THE INPUT:
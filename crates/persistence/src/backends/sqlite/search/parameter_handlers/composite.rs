//! Composite parameter SQL handler.

use crate::error::SearchError;
use crate::search::CompositeComponentDef;
use crate::types::{SearchParamType, SearchValue};

use super::super::query_builder::{SqlFragment, SqlParam};
use super::{
    DateHandler, NumberHandler, QuantityHandler, ReferenceHandler, StringHandler, TokenHandler,
    UriHandler,
};

/// Handles composite parameter SQL generation.
///
/// A value such as `http://loinc.org|8480-6$gt100` is split on `$` in the
/// definition's component order. Every component must match a row of the
/// same `composite_group`, so the parts are bound to one element instance.
pub struct CompositeHandler;

impl CompositeHandler {
    /// Builds a condition on the resource row `outer` for one composite value.
    ///
    /// `alias_prefix` must be unique within the enclosing query.
    pub fn build_sql(
        param_name: &str,
        components: &[CompositeComponentDef],
        raw: &str,
        outer: &str,
        alias_prefix: &str,
    ) -> Result<SqlFragment, SearchError> {
        let parts: Vec<&str> = raw.split('$').collect();
        if parts.len() != components.len() {
            return Err(SearchError::InvalidComposite {
                parameter: param_name.to_string(),
                message: format!(
                    "expected {} components separated by '$', got {}",
                    components.len(),
                    parts.len()
                ),
            });
        }

        let conditions = components
            .iter()
            .zip(&parts)
            .map(|(component, part)| Self::component_condition(param_name, component, part))
            .collect::<Result<Vec<_>, _>>()?;

        Ok(Self::nest(param_name, components, conditions, outer, alias_prefix))
    }

    fn component_condition(
        param_name: &str,
        component: &CompositeComponentDef,
        part: &str,
    ) -> Result<SqlFragment, SearchError> {
        let value = SearchValue::parse_for(component.param_type, part);
        match component.param_type {
            SearchParamType::Token => Ok(TokenHandler::build_sql(&value, None)),
            SearchParamType::String => Ok(StringHandler::build_sql(&value, None)),
            SearchParamType::Uri => Ok(UriHandler::build_sql(&value, None)),
            SearchParamType::Reference => Ok(ReferenceHandler::build_sql(&value, None, None)),
            SearchParamType::Date => {
                DateHandler::build_sql(&value, "value_date_start", "value_date_end")
            }
            SearchParamType::Number => {
                NumberHandler::build_sql(&value, "number_low", "number_high")
            }
            SearchParamType::Quantity => QuantityHandler::build_sql(&value),
            SearchParamType::Composite => Err(SearchError::InvalidComposite {
                parameter: param_name.to_string(),
                message: format!("component '{}' cannot itself be composite", component.code),
            }),
        }
    }

    /// Nests one correlated `EXISTS` per component, each pinned to the
    /// previous component's group.
    fn nest(
        param_name: &str,
        components: &[CompositeComponentDef],
        conditions: Vec<SqlFragment>,
        outer: &str,
        alias_prefix: &str,
    ) -> SqlFragment {
        let mut sql = String::new();
        let mut params = Vec::new();

        for (i, (component, condition)) in components.iter().zip(conditions).enumerate() {
            let alias = format!("{}_{}", alias_prefix, i);
            if i == 0 {
                sql.push_str(&format!(
                    "EXISTS (SELECT 1 FROM search_index {a} WHERE {a}.resource_type = {o}.resource_type \
                     AND {a}.resource_id = {o}.id AND {a}.param_name = ? AND {a}.component = ? AND ({c})",
                    a = alias,
                    o = outer,
                    c = condition.sql
                ));
                params.push(SqlParam::string(param_name));
            } else {
                let prev = format!("{}_{}", alias_prefix, i - 1);
                sql.push_str(&format!(
                    " AND EXISTS (SELECT 1 FROM search_index {a} WHERE {a}.resource_type = {p}.resource_type \
                     AND {a}.resource_id = {p}.resource_id AND {a}.param_name = {p}.param_name \
                     AND {a}.composite_group = {p}.composite_group AND {a}.component = ? AND ({c})",
                    a = alias,
                    p = prev,
                    c = condition.sql
                ));
            }
            params.push(SqlParam::string(&component.code));
            params.extend(condition.params);
        }
        sql.push_str(&")".repeat(components.len()));

        SqlFragment::with_params(sql, params)
    }
}

#[cfg(test)]
mod tests {
    use super::*;

    fn components() -> Vec<CompositeComponentDef> {
        vec![
            CompositeComponentDef {
                code: "code".to_string(),
                param_type: SearchParamType::Token,
                path: "code".to_string(),
            },
            CompositeComponentDef {
                code: "value-quantity".to_string(),
                param_type: SearchParamType::Quantity,
                path: "valueQuantity".to_string(),
            },
        ]
    }

    #[test]
    fn test_composite_nests_by_group() {
        let frag = CompositeHandler::build_sql(
            "code-value-quantity",
            &components(),
            "http://loinc.org|8480-6$gt100",
            "r",
            "cv0",
        )
        .unwrap();
        assert!(frag.sql.contains("cv0_1.composite_group = cv0_0.composite_group"));
        assert!(frag.sql.ends_with("))"));
        // name, component, system, code, component, bound
        assert_eq!(frag.params.len(), 6);
        assert!(matches!(&frag.params[0], SqlParam::String(s) if s == "code-value-quantity"));
        assert!(matches!(&frag.params[4], SqlParam::String(s) if s == "value-quantity"));
    }

    #[test]
    fn test_composite_component_count_mismatch() {
        let err =
            CompositeHandler::build_sql("code-value-quantity", &components(), "8480-6", "r", "c")
                .unwrap_err();
        assert!(matches!(err, SearchError::InvalidComposite { .. }));
    }
}
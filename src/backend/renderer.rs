// Renderer - one-time setup plus the per-frame entry point
//
// Setup order: instance -> surface -> physical device -> logical device ->
// swapchain -> pipeline -> frame resources. Every stage returns a typed
// error; whatever was created before a failing stage is released by its
// owner's Drop, newest first, as the `?` unwinds the locals.

use ash::vk;
use raw_window_handle::{RawDisplayHandle, RawWindowHandle};
use std::path::PathBuf;
use std::sync::Arc;

use super::device::{pick_physical_device, Device};
use super::error::{frame_call, InitializationError, RuntimeError};
use super::instance::{Diagnostics, Instance};
use super::pipeline::GraphicsPipeline;
use super::surface::{self, Surface};
use super::swapchain::Swapchain;
use super::sync::{FrameResources, VulkanFrameBackend};

/// Inputs to renderer setup, resolved from configuration by the caller.
#[derive(Debug, Clone)]
pub struct RendererSettings {
    pub app_name: String,
    pub diagnostics: Diagnostics,
    pub preferred_present_mode: vk::PresentModeKHR,
    pub frames_in_flight: usize,
    pub vertex_shader: PathBuf,
    pub fragment_shader: PathBuf,
}

/// The setup sequence, one method per stage in creation order. Each stage
/// receives the owners it depends on.
pub trait SetupStages {
    type Instance;
    type Surface;
    type Device;
    type Swapchain;
    type Pipeline;
    type Frames;
    type Error;

    fn instance(&mut self) -> Result<Self::Instance, Self::Error>;

    fn surface(&mut self, instance: &Self::Instance) -> Result<Self::Surface, Self::Error>;

    fn device(
        &mut self,
        instance: &Self::Instance,
        surface: &Self::Surface,
    ) -> Result<Self::Device, Self::Error>;

    fn swapchain(
        &mut self,
        device: &Self::Device,
        surface: &Self::Surface,
    ) -> Result<Self::Swapchain, Self::Error>;

    fn pipeline(
        &mut self,
        device: &Self::Device,
        swapchain: &Self::Swapchain,
    ) -> Result<Self::Pipeline, Self::Error>;

    fn frames(
        &mut self,
        device: &Self::Device,
        swapchain: &Self::Swapchain,
    ) -> Result<Self::Frames, Self::Error>;
}

/// The owner produced by every setup stage.
///
/// IMPORTANT: Field order matters for Drop! Fields drop top to bottom, so
/// per-frame objects go first and the instance last.
pub struct RendererStages<S: SetupStages> {
    pub frames: S::Frames,
    pub pipeline: S::Pipeline,
    pub swapchain: S::Swapchain,
    pub device: S::Device,
    pub surface: S::Surface,
    pub instance: S::Instance,
}

impl<S: SetupStages> RendererStages<S> {
    /// Run every stage in order, stopping at the first error. Locals drop in
    /// reverse declaration order, so a failure at stage k releases stages
    /// k-1..0 and nothing else.
    pub fn build(setup: &mut S) -> Result<Self, S::Error> {
        let instance = setup.instance()?;
        let surface = setup.surface(&instance)?;
        let device = setup.device(&instance, &surface)?;
        let swapchain = setup.swapchain(&device, &surface)?;
        let pipeline = setup.pipeline(&device, &swapchain)?;
        let frames = setup.frames(&device, &swapchain)?;

        Ok(Self {
            frames,
            pipeline,
            swapchain,
            device,
            surface,
            instance,
        })
    }
}

/// Setup stages over the real Vulkan wrappers.
struct VulkanSetup {
    settings: RendererSettings,
    display_handle: RawDisplayHandle,
    window_handle: RawWindowHandle,
    framebuffer_size: (u32, u32),
}

impl SetupStages for VulkanSetup {
    type Instance = Arc<Instance>;
    type Surface = Arc<Surface>;
    type Device = Arc<Device>;
    type Swapchain = Swapchain;
    type Pipeline = GraphicsPipeline;
    type Frames = FrameResources;
    type Error = InitializationError;

    fn instance(&mut self) -> Result<Arc<Instance>, InitializationError> {
        let platform_extensions = surface::required_extensions(self.display_handle)?;
        Instance::new(
            &self.settings.app_name,
            platform_extensions,
            &self.settings.diagnostics,
        )
    }

    fn surface(&mut self, instance: &Arc<Instance>) -> Result<Arc<Surface>, InitializationError> {
        Surface::new(instance.clone(), self.display_handle, self.window_handle)
    }

    fn device(
        &mut self,
        instance: &Arc<Instance>,
        surface: &Arc<Surface>,
    ) -> Result<Arc<Device>, InitializationError> {
        let candidate = pick_physical_device(instance, surface)?;
        Device::new(instance.clone(), &candidate)
    }

    fn swapchain(
        &mut self,
        device: &Arc<Device>,
        surface: &Arc<Surface>,
    ) -> Result<Swapchain, InitializationError> {
        Swapchain::new(
            device.clone(),
            surface.clone(),
            self.framebuffer_size,
            self.settings.preferred_present_mode,
        )
    }

    fn pipeline(
        &mut self,
        device: &Arc<Device>,
        swapchain: &Swapchain,
    ) -> Result<GraphicsPipeline, InitializationError> {
        GraphicsPipeline::new(
            device.clone(),
            swapchain.format(),
            swapchain.extent(),
            &self.settings.vertex_shader,
            &self.settings.fragment_shader,
        )
    }

    fn frames(
        &mut self,
        device: &Arc<Device>,
        swapchain: &Swapchain,
    ) -> Result<FrameResources, InitializationError> {
        FrameResources::new(
            device.clone(),
            self.settings.frames_in_flight,
            swapchain.images.len(),
        )
    }
}

/// Owns every graphics object.
pub struct Renderer {
    stages: RendererStages<VulkanSetup>,
}

impl Renderer {
    pub fn new(
        settings: &RendererSettings,
        display_handle: RawDisplayHandle,
        window_handle: RawWindowHandle,
        framebuffer_size: (u32, u32),
    ) -> Result<Self, InitializationError> {
        log::info!("Initializing Vulkan...");

        let mut setup = VulkanSetup {
            settings: settings.clone(),
            display_handle,
            window_handle,
            framebuffer_size,
        };
        let stages = RendererStages::build(&mut setup)?;

        log::info!("Vulkan initialized successfully!");
        Ok(Self { stages })
    }

    /// Acquire, record, submit and present one frame.
    pub fn draw_frame(&mut self) -> Result<u32, RuntimeError> {
        let stages = &mut self.stages;
        let mut backend = VulkanFrameBackend::new(
            &stages.device,
            &stages.swapchain,
            stages.pipeline.pipeline,
        );
        let sync = &mut stages.frames.sync;
        log::trace!("Drawing with frame slot {}", sync.current_frame());

        sync.draw_frame(&mut backend).map_err(|e| {
            log::debug!("Frame stopped in phase {:?}", sync.phase());
            e
        })
    }

    /// Block until all submitted GPU work has finished.
    pub fn wait_idle(&self) -> Result<(), RuntimeError> {
        self.stages
            .device
            .wait_idle()
            .map_err(frame_call("vkDeviceWaitIdle"))
    }

    pub fn extent(&self) -> vk::Extent2D {
        self.stages.swapchain.extent()
    }
}

impl Drop for Renderer {
    fn drop(&mut self) {
        log::info!("Cleaning up Vulkan resources...");
        // Nothing may be destroyed while the GPU still uses it
        if let Err(e) = self.wait_idle() {
            log::error!("Device did not go idle before cleanup: {}", e);
        }
    }
}

#[cfg(test)]
mod tests {
    use super::*;
    use std::cell::RefCell;
    use std::rc::Rc;

    const STAGES: [&str; 6] = ["instance", "surface", "device", "swapchain", "pipeline", "frames"];

    type Log = Rc<RefCell<Vec<String>>>;

    /// Stage owner that records its release.
    struct Owner {
        name: &'static str,
        log: Log,
    }

    impl Drop for Owner {
        fn drop(&mut self) {
            self.log.borrow_mut().push(format!("release {}", self.name));
        }
    }

    struct RecordingSetup {
        log: Log,
        fail_at: Option<&'static str>,
    }

    impl RecordingSetup {
        fn new(fail_at: Option<&'static str>) -> Self {
            Self {
                log: Rc::new(RefCell::new(Vec::new())),
                fail_at,
            }
        }

        fn create(&mut self, name: &'static str, deps: &[(&Owner, &str)]) -> Result<Owner, String> {
            for (owner, expected) in deps {
                assert_eq!(owner.name, *expected, "{} got the wrong dependency", name);
            }
            if self.fail_at == Some(name) {
                self.log.borrow_mut().push(format!("fail {}", name));
                return Err(format!("{} failed", name));
            }
            self.log.borrow_mut().push(format!("create {}", name));
            Ok(Owner {
                name,
                log: self.log.clone(),
            })
        }

        fn entries(&self) -> Vec<String> {
            self.log.borrow().clone()
        }
    }

    impl SetupStages for RecordingSetup {
        type Instance = Owner;
        type Surface = Owner;
        type Device = Owner;
        type Swapchain = Owner;
        type Pipeline = Owner;
        type Frames = Owner;
        type Error = String;

        fn instance(&mut self) -> Result<Owner, String> {
            self.create("instance", &[])
        }

        fn surface(&mut self, instance: &Owner) -> Result<Owner, String> {
            self.create("surface", &[(instance, "instance")])
        }

        fn device(&mut self, instance: &Owner, surface: &Owner) -> Result<Owner, String> {
            self.create("device", &[(instance, "instance"), (surface, "surface")])
        }

        fn swapchain(&mut self, device: &Owner, surface: &Owner) -> Result<Owner, String> {
            self.create("swapchain", &[(device, "device"), (surface, "surface")])
        }

        fn pipeline(&mut self, device: &Owner, swapchain: &Owner) -> Result<Owner, String> {
            self.create("pipeline", &[(device, "device"), (swapchain, "swapchain")])
        }

        fn frames(&mut self, device: &Owner, swapchain: &Owner) -> Result<Owner, String> {
            self.create("frames", &[(device, "device"), (swapchain, "swapchain")])
        }
    }

    #[test]
    fn failure_releases_earlier_stages_newest_first() {
        for (k, failing) in STAGES.iter().enumerate() {
            let mut setup = RecordingSetup::new(Some(*failing));

            let result = RendererStages::build(&mut setup);
            assert_eq!(result.err(), Some(format!("{} failed", failing)));

            let mut expected: Vec<String> =
                STAGES[..k].iter().map(|s| format!("create {}", s)).collect();
            expected.push(format!("fail {}", failing));
            expected.extend(STAGES[..k].iter().rev().map(|s| format!("release {}", s)));
            assert_eq!(setup.entries(), expected, "failure at {}", failing);
        }
    }

    #[test]
    fn built_stages_create_in_order_and_release_in_reverse() {
        let mut setup = RecordingSetup::new(None);

        let stages = RendererStages::build(&mut setup)
            .unwrap_or_else(|e| panic!("setup failed: {}", e));
        let created: Vec<String> = STAGES.iter().map(|s| format!("create {}", s)).collect();
        assert_eq!(setup.entries(), created);

        drop(stages);
        let released: Vec<String> = setup.entries().split_off(STAGES.len());
        assert_eq!(
            released,
            vec![
                "release frames",
                "release pipeline",
                "release swapchain",
                "release device",
                "release surface",
                "release instance",
            ]
        );
    }

    #[test]
    fn nothing_is_released_when_the_first_stage_fails() {
        let mut setup = RecordingSetup::new(Some("instance"));
        assert!(RendererStages::build(&mut setup).is_err());
        assert_eq!(setup.entries(), vec!["fail instance"]);
    }
}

WORK REQUIRED: Lines, not occurrences, are what count: report how many lines of the records above include the word "extent", and nothing else.

RESPONSE AREA: 3